I thought it was a pretty cool conceit. I wonder if it might have inspired Infinite Jest, David Foster Wallace’s novel about a video so addictive people rewatch over and over until they die.
When I opened The King in Yellow, I couldn’t help thinking, “what if?” Same delicious forbidden fruit feeling I got when I listened to heavy metal as a religious teenager. I didn’t think it was devil music, but it still felt like I was taking a risk.
Blue Oyster Cult – E.T.I.
I remember “Repairer of Reputations” in particular, where Hildred reads the play while recovering from a head injury and becomes convinced the spread of the play has prepared the American people to reestablish Lost Carcosa and make him king. Like something was manifesting into reality.
I’ve had that feeling before, like if you just knew how, you could pull some of that dream stuff out into the world and make it real. I think of it as “the dragon’s whisker.” I know you really can’t. But it FEELS like it.
The play in The King In Yellow used to just seem like an interesting device. No way reading a creative work is going to make you crazy and mistake fantasy for reality.
Then it occurred to me. The Internet does that all the time.
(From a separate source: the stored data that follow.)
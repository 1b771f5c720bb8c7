//! Roster ingestion.
//!
//! Most callers should use [`ingest_from_path`] (from [`unified`]) which:
//!
//! - auto-detects JSON vs NDJSON by file extension (or you can override via [`IngestionOptions`])
//! - validates every record against the model schema and rejects duplicate usernames
//! - optionally reports success/failure/alerts to an [`IngestionObserver`]
//!
//! String-based entrypoints live in [`json`].

pub mod json;
pub mod observability;
pub mod unified;

pub use json::{ingest_ndjson_from_str, ingest_roster_from_path, ingest_roster_from_str};
pub use observability::{
    CompositeObserver, FileObserver, IngestionContext, IngestionObserver, IngestionSeverity, IngestionStats,
    LogObserver,
};
pub use unified::{ingest_from_path, IngestionFormat, IngestionOptions, IngestionRequest};
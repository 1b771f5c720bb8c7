//! Diagnostics for the silent defaults applied by the pipeline.
//!
//! The pipeline never fails on odd input; it substitutes a default instead (missing price → 0,
//! missing `addedAt` → epoch, unknown tier label → score 0, unrecognized sort key/direction →
//! rating descending). [`FallbackCounts`] tallies how often that happens so callers can notice
//! bad upstream data without changing the default-first behaviour.

use std::fmt;

use serde::{Deserialize, Serialize};

use super::sort::SortKey;
use crate::types::Roster;

/// One kind of default substitution.
#[derive(Debug, Clone, Copy, PartialEq, Eq, Hash, Serialize, Deserialize)]
#[serde(rename_all = "snake_case")]
pub enum FallbackKind {
    /// A record had no primary rate and was treated as `0`.
    MissingPrice,
    /// A record had no `addedAt` and was treated as the Unix epoch.
    MissingAddedAt,
    /// A tier label was not recognized.
    UnknownTierLabel,
    /// A sort key was not recognized; `rating` was used.
    UnrecognizedSortKey,
    /// A sort direction was not recognized; `descending` was used.
    UnrecognizedDirection,
}

impl FallbackKind {
    pub const ALL: [FallbackKind; 5] = [
        FallbackKind::MissingPrice,
        FallbackKind::MissingAddedAt,
        FallbackKind::UnknownTierLabel,
        FallbackKind::UnrecognizedSortKey,
        FallbackKind::UnrecognizedDirection,
    ];

    pub(crate) fn index(self) -> usize {
        self as usize
    }
}

impl fmt::Display for FallbackKind {
    fn fmt(&self, f: &mut fmt::Formatter<'_>) -> fmt::Result {
        let s = match self {
            FallbackKind::MissingPrice => "missing_price",
            FallbackKind::MissingAddedAt => "missing_added_at",
            FallbackKind::UnknownTierLabel => "unknown_tier_label",
            FallbackKind::UnrecognizedSortKey => "unrecognized_sort_key",
            FallbackKind::UnrecognizedDirection => "unrecognized_direction",
        };
        f.write_str(s)
    }
}

/// Hit counts per [`FallbackKind`].
#[derive(Debug, Clone, Copy, Default, PartialEq, Eq)]
pub struct FallbackCounts {
    counts: [u64; 5],
}

impl FallbackCounts {
    pub fn new() -> Self {
        Self::default()
    }

    pub fn record(&mut self, kind: FallbackKind) {
        self.add(kind, 1);
    }

    pub fn add(&mut self, kind: FallbackKind, n: u64) {
        self.counts[kind.index()] += n;
    }

    pub fn get(&self, kind: FallbackKind) -> u64 {
        self.counts[kind.index()]
    }

    pub fn total(&self) -> u64 {
        self.counts.iter().sum()
    }

    /// Non-zero counts, in [`FallbackKind::ALL`] order.
    pub fn non_zero(&self) -> impl Iterator<Item = (FallbackKind, u64)> + '_ {
        FallbackKind::ALL
            .into_iter()
            .map(|k| (k, self.get(k)))
            .filter(|(_, n)| *n > 0)
    }

    /// Defaults a sort by `key` would apply to `roster`.
    pub fn for_sort(roster: &Roster, key: SortKey) -> Self {
        let mut out = Self::new();
        match key {
            SortKey::Price => out.add(FallbackKind::MissingPrice, missing_price(roster)),
            SortKey::Recent => {
                let n = roster.iter().filter(|r| r.added_at.is_none()).count() as u64;
                out.add(FallbackKind::MissingAddedAt, n);
            }
            SortKey::Rating | SortKey::Name | SortKey::Recordings => {}
        }
        out
    }

    /// Defaults a summary of `roster` would apply (missing rates are bucketed as `0`).
    pub fn for_summary(roster: &Roster) -> Self {
        let mut out = Self::new();
        out.add(FallbackKind::MissingPrice, missing_price(roster));
        out
    }
}

impl fmt::Display for FallbackCounts {
    fn fmt(&self, f: &mut fmt::Formatter<'_>) -> fmt::Result {
        let mut first = true;
        for (kind, n) in self.non_zero() {
            if !first {
                f.write_str(", ")?;
            }
            write!(f, "{kind}={n}")?;
            first = false;
        }
        if first {
            f.write_str("none")?;
        }
        Ok(())
    }
}

fn missing_price(roster: &Roster) -> u64 {
    roster.iter().filter(|r| r.pricing.rate.is_none()).count() as u64
}

#[cfg(test)]
mod tests {
    use super::*;
    use crate::types::{ModelRecord, Pricing, RatingTier};
    use chrono::{TimeZone, Utc};

    fn roster() -> Roster {
        let ts = Utc.with_ymd_and_hms(2024, 1, 1, 0, 0, 0).unwrap();
        let mut priced = ModelRecord::new("priced", RatingTier::A, ts);
        priced.pricing = Pricing::with_rate(12.0);
        priced.added_at = Some(ts);
        let bare = ModelRecord::new("bare", RatingTier::B, ts);
        let bare2 = ModelRecord::new("bare2", RatingTier::B, ts);
        Roster::new(vec![priced, bare, bare2])
    }

    #[test]
    fn sort_fallbacks_depend_on_key() {
        let r = roster();
        assert_eq!(FallbackCounts::for_sort(&r, SortKey::Price).get(FallbackKind::MissingPrice), 2);
        assert_eq!(FallbackCounts::for_sort(&r, SortKey::Recent).get(FallbackKind::MissingAddedAt), 2);
        assert_eq!(FallbackCounts::for_sort(&r, SortKey::Name).total(), 0);
    }

    #[test]
    fn summary_fallbacks_count_missing_rates() {
        assert_eq!(FallbackCounts::for_summary(&roster()).get(FallbackKind::MissingPrice), 2);
    }

    #[test]
    fn display_lists_non_zero_kinds() {
        let mut c = FallbackCounts::new();
        assert_eq!(c.to_string(), "none");
        c.record(FallbackKind::UnknownTierLabel);
        c.add(FallbackKind::MissingPrice, 3);
        assert_eq!(c.to_string(), "missing_price=3, unknown_tier_label=1");
        assert_eq!(c.total(), 4);
    }
}
use thiserror::Error;

/// Convenience result type for the fallible boundaries of the crate.
pub type RosterResult<T> = Result<T, RosterError>;

/// Error type returned by roster ingestion and configuration loading.
///
/// The in-memory pipeline itself (filter/sort/summarize/score) never fails: it falls back to
/// defaults instead. Errors only come from the edges where data enters the crate.
#[derive(Debug, Error)]
pub enum RosterError {
    /// Underlying I/O error (e.g. file not found, permission denied).
    #[error("io error: {0}")]
    Io(#[from] std::io::Error),

    /// The input is not valid JSON.
    #[error("json error: {0}")]
    Json(#[from] serde_json::Error),

    /// A record does not conform to the model schema and was rejected.
    #[error("invalid record at row {row}: {message}")]
    InvalidRecord { row: usize, message: String },

    /// Two records share the same username.
    #[error("duplicate identity '{username}'")]
    DuplicateIdentity { username: String },

    /// A rating scale is not strictly decreasing along tier rank or exceeds 100.
    #[error("invalid rating scale: {message}")]
    InvalidScale { message: String },

    /// Configuration could not be applied.
    #[error("config error: {message}")]
    Config { message: String },
}
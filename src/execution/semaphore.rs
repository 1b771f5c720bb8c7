use std::sync::{Condvar, Mutex};
use std::time::{Duration, Instant};

/// Blocking counting semaphore bounding how many chunks run at once.
pub(crate) struct Semaphore {
    permits: Mutex<usize>,
    cv: Condvar,
}

/// One held permit; returned to the semaphore on drop.
pub(crate) struct Permit<'a> {
    sem: &'a Semaphore,
}

impl Semaphore {
    pub(crate) fn new(permits: usize) -> Self {
        Self {
            permits: Mutex::new(permits.max(1)),
            cv: Condvar::new(),
        }
    }

    /// Block until a permit is free. Also returns the time spent blocked (zero if none).
    pub(crate) fn acquire(&self) -> (Permit<'_>, Duration) {
        let start = Instant::now();
        let mut blocked = false;
        let mut free = self.permits.lock().expect("semaphore mutex poisoned");
        while *free == 0 {
            blocked = true;
            free = self.cv.wait(free).expect("semaphore mutex poisoned");
        }
        *free -= 1;
        let waited = if blocked { start.elapsed() } else { Duration::ZERO };
        (Permit { sem: self }, waited)
    }

    fn release(&self) {
        let mut free = self.permits.lock().expect("semaphore mutex poisoned");
        *free += 1;
        self.cv.notify_one();
    }
}

impl Drop for Permit<'_> {
    fn drop(&mut self) {
        self.sem.release();
    }
}

#[cfg(test)]
mod tests {
    use super::Semaphore;
    use std::time::Duration;

    #[test]
    fn permits_are_returned_on_drop() {
        let sem = Semaphore::new(1);
        let (first, waited) = sem.acquire();
        assert_eq!(waited, Duration::ZERO);
        drop(first);
        let (_second, waited) = sem.acquire();
        assert_eq!(waited, Duration::ZERO);
    }

    #[test]
    fn zero_permits_is_clamped_to_one() {
        let sem = Semaphore::new(0);
        let (_permit, waited) = sem.acquire();
        assert_eq!(waited, Duration::ZERO);
    }
}
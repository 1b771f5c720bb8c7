//! In-memory roster transformations.
//!
//! Every operation reads a [`crate::types::Roster`] and returns a new value; nothing here
//! mutates its input, performs I/O, or fails.
//!
//! - [`rating`]: tier → score lookup ([`score_of`], [`RatingScale`])
//! - [`value`]: price/quality blend ([`value_score`], [`is_value_deal`])
//! - [`filter()`]: AND of optional predicates ([`Criteria`])
//! - [`sort()`]: stable ordering by [`SortKey`] and [`SortDirection`]
//! - [`summarize()`]: dashboard statistics ([`DashboardSummary`])
//! - [`cards`]: card and dashboard projections
//! - [`query`]: lenient parsing of query parameters
//! - [`fallback`]: counts of default substitutions
//!
//! ## Example: filter → sort → summarize
//!
//! ```rust
//! use chrono::{TimeZone, Utc};
//! use roster_pipeline::processing::{filter, sort, summarize, Criteria, SortDirection, SortKey};
//! use roster_pipeline::types::{ModelRecord, Pricing, RatingTier, Roster};
//!
//! let ts = Utc.with_ymd_and_hms(2024, 1, 1, 0, 0, 0).unwrap();
//! let mut records = Vec::new();
//! for (name, tier, rate) in [("s", RatingTier::S, 20.0), ("a", RatingTier::A, 40.0), ("b", RatingTier::B, 10.0)] {
//!     let mut r = ModelRecord::new(name, tier, ts);
//!     r.pricing = Pricing::with_rate(rate);
//!     records.push(r);
//! }
//! let roster = Roster::new(records);
//!
//! let only_s = filter(&roster, &Criteria::new().with_rating_tier(RatingTier::S));
//! assert_eq!(only_s.usernames(), vec!["s"]);
//!
//! let by_price = sort(&roster, SortKey::Price, SortDirection::Ascending);
//! assert_eq!(by_price.usernames(), vec!["b", "s", "a"]);
//!
//! let summary = summarize(&roster);
//! assert_eq!(summary.average_score, 76.0);
//! assert_eq!(summary.pricing_buckets.low, 2);
//! ```

pub mod aggregate;
pub mod cards;
pub mod fallback;
pub mod filter;
pub mod query;
pub mod rating;
pub mod sort;
pub mod value;

pub use aggregate::{
    summarize, summarize_with, DashboardSummary, PriceBucket, PricingBuckets, RecordedModel, RecordingStats,
    SummaryAccumulator, TagCount,
};
pub use cards::{build_dashboard, cards, AxisRating, DashboardData, ModelCard};
pub use fallback::{FallbackCounts, FallbackKind};
pub use filter::{filter, Criteria};
pub use query::{parse_query, parse_sort, ParsedQuery};
pub use rating::{is_premium, score_label, score_of, RatingScale};
pub use sort::{sort, sort_with, SortDirection, SortKey, SortSpec};
pub use value::{is_value_deal, value_score, value_score_with, ValueTier};
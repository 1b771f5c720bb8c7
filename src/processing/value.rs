//! Value scoring: blend quality and affordability into a single 0-10 score.

use serde::{Deserialize, Serialize};

use super::rating::RatingScale;
use crate::types::RatingTier;

/// Default price at or below which a record counts as a value deal.
pub const DEFAULT_VALUE_THRESHOLD: f64 = 30.0;

/// Value score on the default scale: `round((score + max(0, 100 - price)) / 20)`.
pub fn value_score(price: f64, tier: RatingTier) -> u32 {
    value_score_with(&RatingScale::default(), price, tier)
}

/// Value score using an explicit rating scale. The result is clamped to `[0, 10]`.
pub fn value_score_with(scale: &RatingScale, price: f64, tier: RatingTier) -> u32 {
    let quality = f64::from(scale.score_of(tier));
    let affordability = (100.0 - price).max(0.0);
    ((quality + affordability) / 20.0).round().clamp(0.0, 10.0) as u32
}

/// True iff `price` is at or below [`DEFAULT_VALUE_THRESHOLD`].
pub fn is_value_deal(price: f64) -> bool {
    is_value_deal_with(price, DEFAULT_VALUE_THRESHOLD)
}

pub fn is_value_deal_with(price: f64, threshold: f64) -> bool {
    price <= threshold
}

/// Coarse price class of a primary rate.
#[derive(Debug, Clone, Copy, PartialEq, Eq, Serialize, Deserialize)]
#[serde(rename_all = "lowercase")]
pub enum ValueTier {
    /// Rate at or below 25.
    Budget,
    /// Rate below 50.
    Standard,
    /// Rate below 100.
    Premium,
    /// Rate of 100 or more.
    Luxury,
}

impl ValueTier {
    pub fn from_rate(rate: f64) -> Self {
        if rate <= 25.0 {
            ValueTier::Budget
        } else if rate < 50.0 {
            ValueTier::Standard
        } else if rate < 100.0 {
            ValueTier::Premium
        } else {
            ValueTier::Luxury
        }
    }
}

#[cfg(test)]
mod tests {
    use super::*;

    #[test]
    fn value_score_blends_quality_and_price() {
        // (88 + 80) / 20 = 8.4
        assert_eq!(value_score(20.0, RatingTier::S), 8);
        // (100 + 100) / 20 = 10
        assert_eq!(value_score(0.0, RatingTier::SPlusPlus), 10);
        // (35 + 0) / 20 = 1.75
        assert_eq!(value_score(150.0, RatingTier::D), 2);
        // (75 + 55) / 20 = 6.5 rounds up
        assert_eq!(value_score(45.0, RatingTier::A), 7);
    }

    #[test]
    fn value_score_is_clamped() {
        assert_eq!(value_score(-500.0, RatingTier::SPlusPlus), 10);
    }

    #[test]
    fn value_score_uses_injected_scale() {
        let scale = RatingScale::new([80, 70, 60, 50, 40, 30, 20, 10]).unwrap();
        // (60 + 80) / 20 = 7
        assert_eq!(value_score_with(&scale, 20.0, RatingTier::S), 7);
    }

    #[test]
    fn value_deal_threshold() {
        assert!(is_value_deal(30.0));
        assert!(is_value_deal(0.0));
        assert!(!is_value_deal(30.5));
        assert!(is_value_deal_with(40.0, 45.0));
    }

    #[test]
    fn value_tier_boundaries() {
        assert_eq!(ValueTier::from_rate(25.0), ValueTier::Budget);
        assert_eq!(ValueTier::from_rate(26.0), ValueTier::Standard);
        assert_eq!(ValueTier::from_rate(50.0), ValueTier::Premium);
        assert_eq!(ValueTier::from_rate(100.0), ValueTier::Luxury);
    }
}
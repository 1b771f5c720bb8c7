//! Benchmarks for the roster pipeline: sequential functions against the parallel engine.

use chrono::{TimeZone, Utc};
use criterion::{criterion_group, criterion_main, BenchmarkId, Criterion};
use roster_pipeline::execution::{CatalogEngine, ExecutionOptions};
use roster_pipeline::processing::{filter, sort, summarize, Criteria, SortDirection, SortKey};
use roster_pipeline::types::{ModelRecord, Pricing, RatingTier, Roster};
use std::hint::black_box;

fn synthetic_roster(n: usize) -> Roster {
    let ts = Utc.with_ymd_and_hms(2024, 1, 1, 0, 0, 0).unwrap();
    (0..n)
        .map(|i| {
            let mut r = ModelRecord::new(format!("model_{i}"), RatingTier::ALL[i % 8], ts);
            r.pricing = Pricing::with_rate((i * 7 % 120) as f64);
            r.tags = vec![format!("tag{}", i % 13), format!("tag{}", i % 29)];
            r.recordings = (i * 31 % 200) as u64;
            r.prospect = i % 5 == 0;
            r.auto_record = i % 2 == 0;
            r
        })
        .collect()
}

fn bench_filter(c: &mut Criterion) {
    let criteria = Criteria::new().with_tags(["tag3"]).with_min_recordings(20);
    let engine = CatalogEngine::new(ExecutionOptions::default()).unwrap();

    let mut group = c.benchmark_group("filter");
    for n in [1_000usize, 50_000] {
        let roster = synthetic_roster(n);
        group.bench_with_input(BenchmarkId::new("sequential", n), &roster, |b, roster| {
            b.iter(|| filter(black_box(roster), black_box(&criteria)))
        });
        group.bench_with_input(BenchmarkId::new("engine", n), &roster, |b, roster| {
            b.iter(|| engine.filter_parallel(black_box(roster), black_box(&criteria)))
        });
    }
    group.finish();
}

fn bench_summarize(c: &mut Criterion) {
    let engine = CatalogEngine::new(ExecutionOptions::default()).unwrap();

    let mut group = c.benchmark_group("summarize");
    for n in [1_000usize, 50_000] {
        let roster = synthetic_roster(n);
        group.bench_with_input(BenchmarkId::new("sequential", n), &roster, |b, roster| {
            b.iter(|| summarize(black_box(roster)))
        });
        group.bench_with_input(BenchmarkId::new("engine", n), &roster, |b, roster| {
            b.iter(|| engine.summarize_parallel(black_box(roster)))
        });
    }
    group.finish();
}

fn bench_sort(c: &mut Criterion) {
    let roster = synthetic_roster(50_000);
    let mut group = c.benchmark_group("sort");
    for key in SortKey::ALL {
        group.bench_function(key.label(), |b| {
            b.iter(|| sort(black_box(&roster), key, SortDirection::Descending))
        });
    }
    group.finish();
}

criterion_group!(benches, bench_filter, bench_summarize, bench_sort);
criterion_main!(benches);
In one way, the Internet is exactly like Infinite Jest, so addictive you can’t stop looking at it, even as your life falls apart. But perhaps the King in Yellow is an emerging inhabitant of the Internet, trying to be born.
He lures you in with that first act, then breaks your mind in the second act, tells you how important you are, has you pining over imaginary empires and your place in them.
That was just stoner brain talking, but now I’m kinda spooking myself.